Technology is fuelling innovation but it is also causing cities significant headaches. “Social media is a double edge sword,” observes Doug Smith, Senior Advisor at Chesapeake Crescent Initiative (CCI), a public- private collaborative that supports technological innovation in security and energy in Virginia, Maryland and Delaware. “In Baltimore it was used by individuals looking to create the unrest but by the same token it gives people the ability to truly and peacefully demonstrate when something’s not right and it also gives the appropriate authorities the capability to know there’s likely to be an event in a square because this is what social media is talking about. For example Verin [a leading provider of security intelligence solutions] which partners with CCI, has the ability to extract data and intelligence, parse it and route it to the appropriate bodies as a law enforcement tool.”

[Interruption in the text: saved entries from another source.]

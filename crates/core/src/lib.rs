//! quickcluster-core: domain model for the cluster-provisioning wizard.
//!
//! Immutable value types shared by the decoding layer and the wizard
//! engine:
//!
//! - [`Quota`] / [`RegionQuota`] -- resource limits and usage
//! - [`Value`] / [`WizardValues`] -- submitted form values
//! - [`Condition`] -- declarative parameter constraints
//! - [`ParameterSchema`] / [`Product`] / [`ProductCatalog`] -- product schemas

pub mod condition;
pub mod quota;
pub mod schema;
pub mod value;

// ── Convenience re-exports ───────────────────────────────────────────

pub use condition::{Condition, Operator, ParameterCondition};
pub use quota::{Quota, RegionQuota, Resource};
pub use schema::{FlavorCatalog, ParameterSchema, Product, ProductCatalog};
pub use value::{
    is_reserved_key, Value, WizardValues, KEY_EXPIRATION, KEY_NAME, KEY_PRODUCT, KEY_REGION,
    RESERVED_KEYS,
};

Tomorrow’s technology could transform one of today’s most sensitive security areas–shootings in schools. ShotPoint, an acoustic shooter alerting system, uses a private fibre optic network, which enables police to respond quickly in the event of an outbreak of gun violence. School shootings continue to blight America’s landscape, the most recent example being the 2012 Sandy Hook Elementary School shooting in Newtown, Connecticut, when 20-year-old Adam Lanza killed 20 children and six staff members.

Virgina tech company, Databuoy, has partnered with the city of Ammon, Boneville County, Idaho, to trial ShotPoint in schools. The experiment proved so successful that the integrated security system is set to become a permanent fixture in Ammon schools by the end of this year. Bruce Patterson, Technology Director in Ammon, admits he had to win over various vested local interests to implement it in schools. “It was a good application of technology but we had to work to bring the school district on board because they already had their camera system and they were not necessarily wanting to open it up,” says Patterson. “The sheriff ’s department was uncertain it would work all the time and were asking questions about liability and responsibility. But once they saw it, they got on board and now their question is: ‘Can we keep the system?’”

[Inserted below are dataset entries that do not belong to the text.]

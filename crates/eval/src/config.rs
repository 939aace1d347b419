//! Wizard configuration.
//!
//! Everything here has a sensible default; an embedding shell can
//! override individual settings with the `with_*` builders or load a
//! JSON document through [`WizardConfig::from_json_str`].

use serde::{Deserialize, Serialize};

use crate::error::WizardError;

/// How a malformed condition node evaluates.
#[derive(Debug, Clone, Copy, Default, PartialEq, Eq, Serialize, Deserialize)]
#[serde(rename_all = "snake_case")]
pub enum MalformedConditionPolicy {
    /// The node holds; schema-authoring mistakes never block users.
    #[default]
    Satisfied,
    /// The node fails; the parameter cannot be submitted until the
    /// schema is fixed.
    Violated,
}

/// Unit of a numeric `reservation_expiration` value.
#[derive(Debug, Clone, Copy, Default, PartialEq, Eq, Serialize, Deserialize)]
#[serde(rename_all = "snake_case")]
pub enum ExpirationUnit {
    #[default]
    Days,
    Hours,
}

impl ExpirationUnit {
    /// `amount` units as a duration, or `None` when it does not fit.
    pub fn duration(self, amount: i64) -> Option<time::Duration> {
        let unit_seconds: i64 = match self {
            ExpirationUnit::Days => 86_400,
            ExpirationUnit::Hours => 3_600,
        };
        amount.checked_mul(unit_seconds).map(time::Duration::seconds)
    }
}

/// Settings for one wizard instance.
#[derive(Debug, Clone, PartialEq, Eq, Serialize, Deserialize)]
#[serde(default)]
pub struct WizardConfig {
    /// Prefix marking a node-count parameter (`num_` in `num_web_nodes`).
    pub node_count_prefix: String,
    /// Suffix marking a node-count parameter (`_nodes` in `num_web_nodes`).
    pub node_count_suffix: String,
    /// Suffix of the companion parameter selecting a role's flavor
    /// (`_flavor` in `web_flavor`).
    pub flavor_suffix: String,
    pub malformed_conditions: MalformedConditionPolicy,
    pub expiration_unit: ExpirationUnit,
}

impl Default for WizardConfig {
    fn default() -> Self {
        WizardConfig {
            node_count_prefix: "num_".to_string(),
            node_count_suffix: "_nodes".to_string(),
            flavor_suffix: "_flavor".to_string(),
            malformed_conditions: MalformedConditionPolicy::default(),
            expiration_unit: ExpirationUnit::default(),
        }
    }
}

impl WizardConfig {
    /// Parses a JSON configuration document; missing keys keep their
    /// defaults.
    pub fn from_json_str(src: &str) -> Result<Self, WizardError> {
        serde_json::from_str(src).map_err(|e| WizardError::Config(e.to_string()))
    }

    /// Set the policy for malformed condition nodes.
    pub fn with_malformed_conditions(mut self, policy: MalformedConditionPolicy) -> Self {
        self.malformed_conditions = policy;
        self
    }

    /// Set the unit of numeric reservation lengths.
    pub fn with_expiration_unit(mut self, unit: ExpirationUnit) -> Self {
        self.expiration_unit = unit;
        self
    }

    /// Set the prefix and suffix that mark node-count parameters.
    pub fn with_node_count_affixes(
        mut self,
        prefix: impl Into<String>,
        suffix: impl Into<String>,
    ) -> Self {
        self.node_count_prefix = prefix.into();
        self.node_count_suffix = suffix.into();
        self
    }

    /// Set the suffix of companion flavor parameters.
    pub fn with_flavor_suffix(mut self, suffix: impl Into<String>) -> Self {
        self.flavor_suffix = suffix.into();
        self
    }

    /// Node role of a node-count parameter, or `None` when `variable` is
    /// not one. `num_web_nodes` yields `web`.
    pub fn node_role<'a>(&self, variable: &'a str) -> Option<&'a str> {
        let role = variable
            .strip_prefix(self.node_count_prefix.as_str())?
            .strip_suffix(self.node_count_suffix.as_str())?;
        if role.is_empty() {
            None
        } else {
            Some(role)
        }
    }

    /// Companion flavor parameter of `role`.
    pub fn flavor_variable(&self, role: &str) -> String {
        format!("{}{}", role, self.flavor_suffix)
    }
}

For now a bridge clearly needs to be built connecting local communities’ escalating security fears to the private sector tech boom that has been pioneering safety innovations. The White House intends to construct that bridge.

“We held the White House summit to counter violent extremism in order to introduce the private sector to the problem and try to encourage public- private partnerships,” says Brette Steele, Senior Counsel to the Deputy Attorney General at the US Department of Justice. “We are absolutely looking for more public-private partnerships both in investment and technology.”

Steele oversaw a cross-collaborative initiative whereby the White House, Department of Justice, the Department of Homeland Security and the FBI piloted with the City Governments of Boston, Los Angeles, Minneapolis and St Paul, Minnesota, to formulate approaches to eradicating extremism by identifying its root causes through building partnerships with law enforcement officers, city officials and education personnel that go beyond community policing.

Steve Benjamin, Mayor of Columbia, South Carolina
Steve Benjamin, Mayor of Columbia, South Carolina

“One of the baseline principles in countering violent extremism is that everyone has a role to play,” Steele notes. “Not just law enforcement but community leaders and industry leaders as well. The question is: ‘What role can everyone play?’”

That’s also the key question beleaguered city mayors are focused on answering to restore faith among their anxious, and in some cases shattered, communities.

“You take some basic steps but once in a while you’ve got to take a leap,” says Mayor Benjamin of Columbia, South Carolina. “Recent events provide an opportunity for us to do some real introspection on the major issues that have been facing us and find consensus but we’ve got to be thinking long-term about whether or not we’re doing everything we can to make the American dream real for all people. That’s a much deeper, systemic challenge that I believe mayors are uniquely prepared to address.”